Biotech M&A Deal Looks Too Rich For Its Blood

Alexion Pharmaceuticals (ALXN) is either buying Portola Pharmaceuticals (PTLA) on the cheap at $1.4 billion, or paying a whopping premium – it all depends on your starting date. The deal means the $22 billion biotech snaps up a promising drug to reverse anticoagulants. The target has been on a downward slide for years, with the shares falling about 80% since the medication, Andexxa, was approved in 2018. But the buyer is shelling out a 132% premium based on Monday’s closing stock price. It’s more likely Alexion is overpaying.

Portola’s drug can reverse popular blood thinners already used by more than 16 million patients in the United States and Europe. That number is steadily growing. In perhaps 3% of patients, however, the result is too much bleeding. Andexxa costs tens of thousands of dollars per patient, so good traction in getting it used in these patients would create a blockbuster – and mean Alexion is acquiring a desirable asset on the cheap.

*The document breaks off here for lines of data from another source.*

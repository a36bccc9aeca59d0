//! anime2x engine
//!
//! Batch frame pipeline: extract frames with ffmpeg, interpolate them with
//! rife, upscale them with Real-ESRGAN and reassemble the result, one input at
//! a time, reporting progress as a stream of events.

pub mod engine;
pub mod error;
pub mod frame_io;
pub mod frame_rate;
pub mod inputs;
pub mod job;
pub mod machine;
pub mod params;
pub mod preflight;
pub mod probe;
pub mod progress;
pub mod queue;
pub mod reveal;
pub mod runner;
pub mod stages;
pub mod status;
pub mod status_server;

#[cfg(all(test, unix))]
mod test_tools;

pub use anime2x_config as config;
pub use anime2x_config::{Config, ConfigError, FailurePolicy};
pub use engine::{Engine, EngineError};
pub use error::PipelineError;
pub use frame_io::{count_frames, count_frames_async, extract, reassemble, Extracted};
pub use frame_rate::FrameRate;
pub use inputs::{collect_inputs, is_video_file, scan_directory, VIDEO_EXTENSIONS};
pub use job::PipelineJob;
pub use machine::{Effect, EngineState, Event, PipelineMachine, RunId};
pub use params::{JobParameters, Multiplier, ParamsError};
pub use preflight::{check_ffmpeg_tool, parse_tool_version, run_preflight, PreflightError};
pub use probe::{probe_file, ProbeError, ProbeResult};
pub use progress::{ProgressEvent, ProgressKind, Severity};
pub use queue::JobQueue;
pub use runner::{StageHandle, StageInvocation, StageOutcome, StageRunner};
pub use status::{new_shared_status, SharedStatus, StatusSnapshot};
pub use status_server::{create_status_router, run_status_server, ServerError};
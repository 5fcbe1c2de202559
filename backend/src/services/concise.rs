use tracing::info;

use crate::errors::AppError;
use crate::services::analysis::{TaskRunner, TaskSpec};
use crate::text_processing::strip_quotes;

pub const CONCISE_TASK: &str = "concise";

const CONCISE_SYSTEM: &str = "You are a helpful assistant skilled at making \
text more concise and clear while retaining the original meaning within 3-4 \
words, never more than 4 words.";

/// Rewrites arbitrary text into a 3-4 word gist for list views and
/// notification previews.
#[derive(Clone)]
pub struct ConciseRewriter {
    runner: TaskRunner,
    spec: TaskSpec,
}

impl ConciseRewriter {
    pub fn new(runner: TaskRunner) -> Self {
        Self {
            runner,
            spec: TaskSpec::text(CONCISE_TASK, CONCISE_SYSTEM, 0.0),
        }
    }

    /// # Errors
    ///
    /// `InvalidInput` for blank input; completion errors propagate.
    pub async fn make_concise(&self, text: &str) -> Result<String, AppError> {
        let text = text.trim();
        if text.is_empty() {
            return Err(AppError::InvalidInput(
                "text to condense cannot be empty".to_string(),
            ));
        }

        let prompt = format!("Make the following text more concise:\n\n---\n\n{text}");
        let raw = self.runner.complete_text(&self.spec, &prompt).await?;
        let concise = strip_quotes(&raw).to_string();

        info!(
            original_length = text.len(),
            concise_length = concise.len(),
            "text condensed"
        );
        Ok(concise)
    }
}

#[cfg(test)]
mod tests {
    use std::sync::Arc;

    use super::*;
    use crate::services::analysis::RetryPolicy;
    use crate::test_helpers::MockAiClient;

    fn rewriter(mock: &Arc<MockAiClient>) -> ConciseRewriter {
        ConciseRewriter::new(TaskRunner::new(
            mock.clone(),
            "mock-model",
            RetryPolicy::new(3, 1.0),
        ))
    }

    #[tokio::test]
    async fn test_make_concise_strips_wrapping_quotes() {
        let mock = Arc::new(MockAiClient::new());
        mock.set_text_response("\"Hearing moved Friday\"");

        let gist = rewriter(&mock)
            .make_concise("The court hearing originally set for Monday has been moved to Friday.")
            .await
            .expect("rewrite failed");
        assert_eq!(gist, "Hearing moved Friday");
    }

    #[tokio::test]
    async fn test_make_concise_rejects_blank_input() {
        let mock = Arc::new(MockAiClient::new());
        let result = rewriter(&mock).make_concise("   \n\t ").await;
        assert!(matches!(result, Err(AppError::InvalidInput(_))));
        assert_eq!(mock.call_count(), 0);
    }
}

Yet the drug’s $112 million of revenue last year looks distinctly underwhelming. Some of this was teething pains, as there were insufficient quantities available at first. Yet revenue fell between the third and fourth quarters as some hospitals curtailed use of the drug to control costs. That might imply hospitals will reserve it for only the most serious bleeds, which would make the overall market smaller than hoped.

Alexion is gambling it can do a better job selling the drug. The buyer is a bit of a curious fit – it focuses on selling orphan drugs for rare conditions at huge prices – but it does sell to the same customers, so perhaps it can use size to its advantage. The bigger problem is that the premium presupposes success. Investors aren’t confident: They knocked about $1 billion off Alexion’s market capitalization, equating to the entire premium and then some. The deal is already too rich for their blood.